Let $f$ be a bounded function on $\Bbb R$ and $a\in \Bbb R$. For $\delta > 0$, let $w(a, \delta) = Sup|f(x) - f(a)|$, $x \in [a - \delta , a + \delta]$. Then prove:
$w(a, \delta_1) \leq w(a, \delta_2)$ if $\delta_1 \leq \delta_2$.
$\lim_{\delta \to 0+} w(a, \delta) = 0$, $\forall a \in R$.
$\lim_{\delta \to 0+} w(a, \delta)$ need not exist.
$\lim_{\delta \to 0+} w(a, \delta) = 0$ iff f is continuous at $a$
My Attempt: Let $f$ is continuous at $a$ iff $\lim_{x \to a} f(x) = f(a)$ iff $\lim_{x \to a} (f(x) - f(a)) = 0$ iff supremum of $|f(x) - f(a)|$ tends to $0$ as x tends to $a$. I have no idea how to Prove or Disprove other options. Please help me.
Proof of 4): Suppose $\omega(a,\delta) \to 0$ as $\delta \to 0+$. Let $\epsilon >0$. There exists $r$ such that $0<\delta<t$ implies $\omega(a,\delta)<\epsilon$. This implies $|f(x)-f(a)| <\epsilon$ whenever $|x-a| <\delta$. Hence $f$ is continuous at $a$.
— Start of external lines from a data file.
//! Client→server control messages
//!
//! Every inbound message opens with a little-endian `i32` kind:
//!
//! | kind | name           | body |
//! |------|----------------|------|
//! | 1    | register-paths | whitespace-separated text groups `path req_id n_idx idx…` |
//! | 2    | activate       | `(len − 4) / 4` request ids forming the new active set |
//! | 3    | refresh        | empty; re-stamps the previous active set |
//! | 4    | custom         | opaque bytes for the application handler |
//!
//! An index of `-1` in a register group is a placeholder for the client's
//! own id; substitution happens in the engine, which knows the id.

use bytes::Bytes;

use crate::error::{Error, Result};

pub const KIND_REGISTER: i32 = 1;
pub const KIND_ACTIVATE: i32 = 2;
pub const KIND_REFRESH: i32 = 3;
pub const KIND_CUSTOM: i32 = 4;

/// One group of a register-paths message.
#[derive(Debug, Clone, PartialEq, Eq)]
pub struct RegisterEntry {
    pub path: String,
    pub request_id: i32,
    pub idxs: Vec<i32>,
}

/// A parsed control message.
#[derive(Debug, Clone, PartialEq, Eq)]
pub enum ControlMessage {
    Register(Vec<RegisterEntry>),
    Activate(Vec<i32>),
    Refresh,
    Custom(Bytes),
}

/// Parse an inbound control message.
///
/// A malformed message is rejected whole; the caller logs and drops it
/// without touching per-client state.
pub fn parse(data: &[u8]) -> Result<ControlMessage> {
    if data.len() < 4 {
        return Err(Error::BufferTooSmall {
            needed: 4,
            have: data.len(),
        });
    }

    let kind = i32::from_le_bytes(data[..4].try_into().unwrap());
    let body = &data[4..];

    match kind {
        KIND_REGISTER => parse_register(body).map(ControlMessage::Register),
        KIND_ACTIVATE => {
            if body.len() % 4 != 0 {
                return Err(Error::InvalidActivateLength(body.len()));
            }
            let ids = body
                .chunks_exact(4)
                .map(|c| i32::from_le_bytes(c.try_into().unwrap()))
                .collect();
            Ok(ControlMessage::Activate(ids))
        }
        KIND_REFRESH => Ok(ControlMessage::Refresh),
        KIND_CUSTOM => Ok(ControlMessage::Custom(Bytes::copy_from_slice(body))),
        other => Err(Error::UnknownMessageKind(other)),
    }
}

fn parse_register(body: &[u8]) -> Result<Vec<RegisterEntry>> {
    let text = String::from_utf8_lossy(body);
    let mut tokens = text.split_ascii_whitespace();
    let mut entries = Vec::new();

    while let Some(path) = tokens.next() {
        let request_id = next_int(&mut tokens, path)?;
        let n_idx = next_int(&mut tokens, path)?;
        if n_idx < 0 {
            return Err(Error::MalformedRegisterGroup(path.to_string()));
        }
        let mut idxs = Vec::with_capacity(n_idx as usize);
        for _ in 0..n_idx {
            idxs.push(next_int(&mut tokens, path)?);
        }
        entries.push(RegisterEntry {
            path: path.to_string(),
            request_id,
            idxs,
        });
    }

    Ok(entries)
}

fn next_int<'a>(tokens: &mut impl Iterator<Item = &'a str>, path: &str) -> Result<i32> {
    tokens
        .next()
        .and_then(|t| t.parse().ok())
        .ok_or_else(|| Error::MalformedRegisterGroup(path.to_string()))
}

/// Encode a control message; the inverse of [`parse`].
///
/// The server never sends these; clients (and tests) do.
pub fn encode(msg: &ControlMessage) -> Bytes {
    let mut out: Vec<u8> = Vec::new();
    match msg {
        ControlMessage::Register(entries) => {
            out.extend_from_slice(&KIND_REGISTER.to_le_bytes());
            let mut text = String::new();
            for e in entries {
                if !text.is_empty() {
                    text.push(' ');
                }
                text.push_str(&e.path);
                text.push_str(&format!(" {} {}", e.request_id, e.idxs.len()));
                for idx in &e.idxs {
                    text.push_str(&format!(" {idx}"));
                }
            }
            out.extend_from_slice(text.as_bytes());
        }
        ControlMessage::Activate(ids) => {
            out.extend_from_slice(&KIND_ACTIVATE.to_le_bytes());
            for id in ids {
                out.extend_from_slice(&id.to_le_bytes());
            }
        }
        ControlMessage::Refresh => out.extend_from_slice(&KIND_REFRESH.to_le_bytes()),
        ControlMessage::Custom(body) => {
            out.extend_from_slice(&KIND_CUSTOM.to_le_bytes());
            out.extend_from_slice(body);
        }
    }
    out.into()
}

#[cfg(test)]
mod tests {
    use super::*;

    #[test]
    fn register_groups_parse() {
        let msg = b"\x01\x00\x00\x00var_a 1 0 var_b[%d] 2 1 3 var_c[%d].x[%d] 5 2 -1 7";
        match parse(msg).unwrap() {
            ControlMessage::Register(entries) => {
                assert_eq!(entries.len(), 3);
                assert_eq!(entries[0].path, "var_a");
                assert_eq!(entries[0].request_id, 1);
                assert!(entries[0].idxs.is_empty());
                assert_eq!(entries[1].idxs, vec![3]);
                assert_eq!(entries[2].idxs, vec![-1, 7]);
            }
            other => panic!("expected register, got {other:?}"),
        }
    }

    #[test]
    fn register_truncated_group_is_rejected() {
        let msg = b"\x01\x00\x00\x00var_a 1 2 5";
        assert!(matches!(
            parse(msg),
            Err(Error::MalformedRegisterGroup(p)) if p == "var_a"
        ));
    }

    #[test]
    fn register_bad_count_is_rejected() {
        let msg = b"\x01\x00\x00\x00var_a 1 -2";
        assert!(parse(msg).is_err());
    }

    #[test]
    fn activate_parses_ids() {
        let mut msg = vec![2, 0, 0, 0];
        for id in [7i32, 9, 11] {
            msg.extend_from_slice(&id.to_le_bytes());
        }
        assert_eq!(
            parse(&msg).unwrap(),
            ControlMessage::Activate(vec![7, 9, 11])
        );
    }

    #[test]
    fn activate_ragged_length_is_rejected() {
        let msg = [2, 0, 0, 0, 7, 0, 0];
        assert!(matches!(
            parse(&msg),
            Err(Error::InvalidActivateLength(3))
        ));
    }

    #[test]
    fn refresh_and_custom() {
        assert_eq!(parse(&[3, 0, 0, 0]).unwrap(), ControlMessage::Refresh);
        match parse(&[4, 0, 0, 0, 0xAB, 0xCD]).unwrap() {
            ControlMessage::Custom(body) => assert_eq!(&body[..], &[0xAB, 0xCD]),
            other => panic!("expected custom, got {other:?}"),
        }
    }

    #[test]
    fn short_and_unknown_kinds_are_rejected() {
        assert!(matches!(
            parse(&[1, 0]),
            Err(Error::BufferTooSmall { needed: 4, have: 2 })
        ));
        assert!(matches!(
            parse(&[9, 0, 0, 0]),
            Err(Error::UnknownMessageKind(9))
        ));
    }

    #[test]
    fn encode_parse_roundtrip() {
        let msgs = [
            ControlMessage::Register(vec![RegisterEntry {
                path: "grid[%d]".into(),
                request_id: 4,
                idxs: vec![-1],
            }]),
            ControlMessage::Activate(vec![1, 2, 3]),
            ControlMessage::Refresh,
            ControlMessage::Custom(Bytes::from_static(b"ping")),
        ];
        for msg in msgs {
            assert_eq!(parse(&encode(&msg)).unwrap(), msg);
        }
    }
}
Suppose $f$ is continuous at $a$. Let $\epsilon >0$. There exists $r>0$ such that $|f(x)-f(a)| <\epsilon$ whenever $|x-a| \leq r$. This implies that $\omega(a,r) \leq \epsilon$. In fact $\omega(a,\delta) \leq \epsilon$ whenever $\delta <r$. Hence $\omega(a,\delta) \to 0$ as $\delta \to 0+$.